Are All Germs Bad?
Have you ever wondered “Are all germs bad?” The answer is no! There are beneficial germs that you come into contact with every day.
Beneficial Microorganisms vs. Harmful Microorganisms
Are all “microorganisms” bad? We talk a lot about the prevention of illnesses by stopping the spread of germs through general cleanliness, washing our hands regularly, and doing things that promote good health. All these measures help us deal with the microorganisms that we come into contact with every day. Through exposure to them, a very small number of microorganisms have the potential to cause disease. But, when we talk about microorganisms, we rarely pay attention to the low risk, beneficial ones. Did you know that beneficial microorganisms vastly outnumber the harmful ones? The amazing thing is that these microorganisms are naturally occurring, classified as low risk. They are helpful in many ways and have had a positive impact in their relationship with humans, animals, and the environment since the dawn of time.

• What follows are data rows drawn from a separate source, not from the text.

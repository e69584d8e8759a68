//! Command-line interface definitions.

use std::path::PathBuf;

use clap::{Parser, Subcommand};

/// Deploy and verify the MoneyPrinterTurbo container stack.
#[derive(Parser, Debug)]
#[command(name = "mptctl", version, about, long_about = None)]
pub struct Args {
    /// Stack directory (where the compose file and env file live)
    #[arg(short = 'C', long, visible_alias = "directory")]
    pub chdir: Option<PathBuf>,

    /// Compose file, relative to the stack directory
    #[arg(short = 'f', long, default_value = "docker-compose.yml")]
    pub file: PathBuf,

    /// Env file consumed by the stack, relative to the stack directory
    #[arg(long, default_value = ".env")]
    pub env_file: PathBuf,

    /// Compose project name (defaults to the descriptor's name, then the
    /// stack directory name)
    #[arg(short = 'p', long)]
    pub project: Option<String>,

    /// Enable debug logging
    #[arg(short = 'd', long)]
    pub debug: bool,

    /// Enable verbose (trace-level) logging
    #[arg(short = 'v', long)]
    pub verbose: bool,

    /// Disable colored output
    #[arg(long)]
    pub no_color: bool,

    #[command(subcommand)]
    pub command: Cmd,
}

/// Operator commands.
#[derive(Subcommand, Debug)]
pub enum Cmd {
    /// Build, start, and verify the stack
    Deploy {
        /// Seconds to wait for services to report Up
        #[arg(long, default_value_t = 10)]
        wait_secs: u64,

        /// Skip the image build step
        #[arg(long)]
        no_build: bool,
    },
    /// Pre-flight checks: runtime, env file, credentials, descriptor
    Check,
    /// Show service status
    Status,
    /// Tail service logs
    Logs {
        /// Limit output to one service
        service: Option<String>,

        /// Number of trailing lines per container
        #[arg(long, default_value_t = 100)]
        tail: u32,
    },
    /// Stop and remove the stack
    Down,
}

Here are some examples of how beneficial microorganisms are utilized to better our lives:
Food and Beverage Production
Yogurt, cheese, buttermilk, pickles, olives, salami, soy sauce, vinegar, wine, beer, and bread are all examples of foods and beverages made with the help of different types of bacteria and yeast.
Microflora and Probiotics
Billions of bacteria live in the human digestive tract and other parts of the body. These bacteria break down food in our bodies that did not get digested earlier in the digestive system, out compete potentially pathogenic microbes, produce vitamins needed to protect their hosts from infections, and promote nutrition and health. A good habit to maintain balance between beneficial and harmful bacteria in our digestive system is consuming foods or supplements that contain probiotics. These are beneficial bacteria such as Lactobacillus sp. and Bifidobacteria sp., contained in foods like natural yogurts, kefir, and fermented milk products.

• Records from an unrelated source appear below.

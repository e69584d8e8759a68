//! Application settings file (`config.toml`).
//!
//! The settings file lives at the stack root next to the deployment
//! descriptor. It is bootstrapped from `config.example.toml` when missing,
//! tolerates a UTF-8 BOM, and may be clobbered into a directory by a
//! misconfigured bind mount, in which case the directory is removed and the
//! template restored.

use std::fs;
use std::path::Path;

use serde::Deserialize;
use tracing::{info, warn};

use crate::credentials::Provider;
use crate::error::{ConfigError, ConfigResult};

/// Settings file name at the stack root.
pub const SETTINGS_FILE: &str = "config.toml";
/// Template shipped with the stack.
pub const SETTINGS_TEMPLATE: &str = "config.example.toml";

fn default_log_level() -> String {
    "DEBUG".to_string()
}

fn default_listen_host() -> String {
    "0.0.0.0".to_string()
}

fn default_listen_port() -> u16 {
    8080
}

fn default_project_name() -> String {
    "MoneyPrinterTurbo".to_string()
}

fn default_project_version() -> String {
    "1.2.6".to_string()
}

/// Key material in the settings file: either a single comma-separated
/// string or an explicit array of keys.
#[derive(Debug, Clone, PartialEq, Eq, Deserialize)]
#[serde(untagged)]
pub enum KeyMaterial {
    Joined(String),
    List(Vec<String>),
}

impl KeyMaterial {
    pub fn is_empty(&self) -> bool {
        match self {
            KeyMaterial::Joined(raw) => raw.is_empty(),
            KeyMaterial::List(values) => values.is_empty(),
        }
    }
}

/// `[app]` table: provider key material.
#[derive(Debug, Clone, Default, Deserialize)]
pub struct AppSection {
    #[serde(default)]
    pub pexels_api_keys: Option<KeyMaterial>,
    #[serde(default)]
    pub pixabay_api_keys: Option<KeyMaterial>,
    #[serde(default)]
    pub openai_api_key: Option<String>,
}

/// `[ui]` table.
#[derive(Debug, Clone, Default, Deserialize)]
pub struct UiSection {
    #[serde(default)]
    pub hide_log: bool,
}

/// Parsed settings file. Unknown keys are ignored so the deploy tool stays
/// compatible with settings written for newer application versions.
#[derive(Debug, Clone, Deserialize)]
pub struct Settings {
    #[serde(default = "default_log_level")]
    pub log_level: String,
    #[serde(default = "default_listen_host")]
    pub listen_host: String,
    #[serde(default = "default_listen_port")]
    pub listen_port: u16,
    #[serde(default = "default_project_name")]
    pub project_name: String,
    #[serde(default = "default_project_version")]
    pub project_version: String,
    #[serde(default)]
    pub app: AppSection,
    #[serde(default)]
    pub ui: UiSection,
}

impl Default for Settings {
    fn default() -> Self {
        Self {
            log_level: default_log_level(),
            listen_host: default_listen_host(),
            listen_port: default_listen_port(),
            project_name: default_project_name(),
            project_version: default_project_version(),
            app: AppSection::default(),
            ui: UiSection::default(),
        }
    }
}

impl Settings {
    /// Load settings from the stack root, bootstrapping from the template
    /// when the file is missing.
    pub fn load(stack_dir: impl AsRef<Path>) -> ConfigResult<Self> {
        let stack_dir = stack_dir.as_ref();
        let path = stack_dir.join(SETTINGS_FILE);
        let template = stack_dir.join(SETTINGS_TEMPLATE);

        // A bind mount against a missing host file materializes the
        // settings path as a directory.
        if path.is_dir() {
            warn!(path = %path.display(), "settings path is a directory, removing it");
            fs::remove_dir_all(&path)?;
        }

        if !path.is_file() {
            if !template.is_file() {
                return Err(ConfigError::SettingsNotFound(path));
            }
            fs::copy(&template, &path)?;
            info!("created {SETTINGS_FILE} from {SETTINGS_TEMPLATE}");
        }

        Self::from_path(&path)
    }

    /// Parse one settings file, tolerating a UTF-8 BOM.
    pub fn from_path(path: impl AsRef<Path>) -> ConfigResult<Self> {
        let path = path.as_ref();
        let raw = fs::read_to_string(path)?;
        let raw = raw.strip_prefix('\u{feff}').unwrap_or(&raw);
        toml::from_str(raw).map_err(|source| ConfigError::SettingsParse {
            path: path.to_path_buf(),
            source,
        })
    }

    /// Key material configured for `provider`, if any.
    pub fn key_material(&self, provider: Provider) -> Option<KeyMaterial> {
        match provider {
            Provider::Pexels => self.app.pexels_api_keys.clone(),
            Provider::Pixabay => self.app.pixabay_api_keys.clone(),
            Provider::OpenAi => self.app.openai_api_key.clone().map(KeyMaterial::Joined),
        }
    }
}

#[cfg(test)]
mod tests {
    use super::*;
    use std::fs;
    use tempfile::TempDir;

    #[test]
    fn parses_full_settings() {
        let raw = r#"
            log_level = "INFO"
            listen_host = "127.0.0.1"
            listen_port = 9090
            project_name = "MoneyPrinterTurbo"
            project_version = "1.2.6"

            [app]
            pexels_api_keys = ["aaaa1111bbbb", "cccc2222dddd"]
            pixabay_api_keys = "eeee3333ffff"
            openai_api_key = "sk-test-4444gggg"

            [ui]
            hide_log = true
        "#;
        let settings: Settings = toml::from_str(raw).unwrap();
        assert_eq!(settings.log_level, "INFO");
        assert_eq!(settings.listen_port, 9090);
        assert_eq!(
            settings.app.pexels_api_keys,
            Some(KeyMaterial::List(vec![
                "aaaa1111bbbb".to_string(),
                "cccc2222dddd".to_string()
            ]))
        );
        assert_eq!(
            settings.app.pixabay_api_keys,
            Some(KeyMaterial::Joined("eeee3333ffff".to_string()))
        );
        assert!(settings.ui.hide_log);
    }

    #[test]
    fn applies_defaults_for_missing_keys() {
        let settings: Settings = toml::from_str("").unwrap();
        assert_eq!(settings.log_level, "DEBUG");
        assert_eq!(settings.listen_host, "0.0.0.0");
        assert_eq!(settings.listen_port, 8080);
        assert_eq!(settings.project_name, "MoneyPrinterTurbo");
        assert!(settings.app.openai_api_key.is_none());
        assert!(!settings.ui.hide_log);
    }

    #[test]
    fn ignores_unknown_keys() {
        let raw = r#"
            hide_config = true

            [azure]
            speech_key = "irrelevant"
        "#;
        let settings: Settings = toml::from_str(raw).unwrap();
        assert_eq!(settings.project_name, "MoneyPrinterTurbo");
    }

    #[test]
    fn strips_utf8_bom() {
        let dir = TempDir::new().unwrap();
        let path = dir.path().join(SETTINGS_FILE);
        fs::write(&path, "\u{feff}listen_port = 8081\n").unwrap();
        let settings = Settings::from_path(&path).unwrap();
        assert_eq!(settings.listen_port, 8081);
    }

    #[test]
    fn bootstraps_from_template_when_missing() {
        let dir = TempDir::new().unwrap();
        fs::write(dir.path().join(SETTINGS_TEMPLATE), "listen_port = 8082\n").unwrap();
        let settings = Settings::load(dir.path()).unwrap();
        assert_eq!(settings.listen_port, 8082);
        assert!(dir.path().join(SETTINGS_FILE).is_file());
    }

    #[test]
    fn replaces_directory_left_by_bad_bind_mount() {
        let dir = TempDir::new().unwrap();
        fs::create_dir(dir.path().join(SETTINGS_FILE)).unwrap();
        fs::write(dir.path().join(SETTINGS_TEMPLATE), "listen_port = 8083\n").unwrap();
        let settings = Settings::load(dir.path()).unwrap();
        assert_eq!(settings.listen_port, 8083);
        assert!(dir.path().join(SETTINGS_FILE).is_file());
    }

    #[test]
    fn errors_when_file_and_template_both_missing() {
        let dir = TempDir::new().unwrap();
        let err = Settings::load(dir.path()).unwrap_err();
        assert!(matches!(err, ConfigError::SettingsNotFound(_)));
    }

    #[test]
    fn existing_file_wins_over_template() {
        let dir = TempDir::new().unwrap();
        fs::write(dir.path().join(SETTINGS_FILE), "listen_port = 1111\n").unwrap();
        fs::write(dir.path().join(SETTINGS_TEMPLATE), "listen_port = 2222\n").unwrap();
        let settings = Settings::load(dir.path()).unwrap();
        assert_eq!(settings.listen_port, 1111);
    }
}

Biotechnology and Bioremediation
Biotechnology refers to the use of microorganisms for industrial, medical, and pharmaceutical applications. For example, “white biotechnology” is the use of beneficial microorganisms for industrial waste degradation. As nature’s ultimate degraders and recyclers, bacteria are essential in the treatment of wastewater and for filtering toxic organic material by converting it into other compounds that can be discharged into the environment. “Red biotechnology” is the study and discovery of innovative drugs and medical treatments. Beneficial microorganisms have also an important role in this, as well. Antibiotics are produced in nature by molds, such as Penicillium sp., and by bacteria like Streptomyces sp. and some Bacillus species. The soil environment has plentiful amounts of microorganisms. These are essential in the production of nutrients but also invaluable as decomposers and in the recycling of these essential nutrients. Bacteria are capable of degrading dead animal and plant material into more simple organic compounds that become the start of the food chain for all other organisms. Also, microorganisms break down many types of environmental pollutants, such as oil, when these pose a contamination threat to soil and water. The use of living microorganisms for cleaning up these pollutants from the environment is called Bioremediation.
Beneficial microorganisms have been incorporated into many consumer products that we use routinely. Products such as all purpose cleaners, carpet cleaners, and grease trap, drain, and septic treatments are all examples of products that enlist the help of non-pathogenic, beneficial bacteria to clean surfaces, eliminate odors, and degrade excess organic waste in many different applications.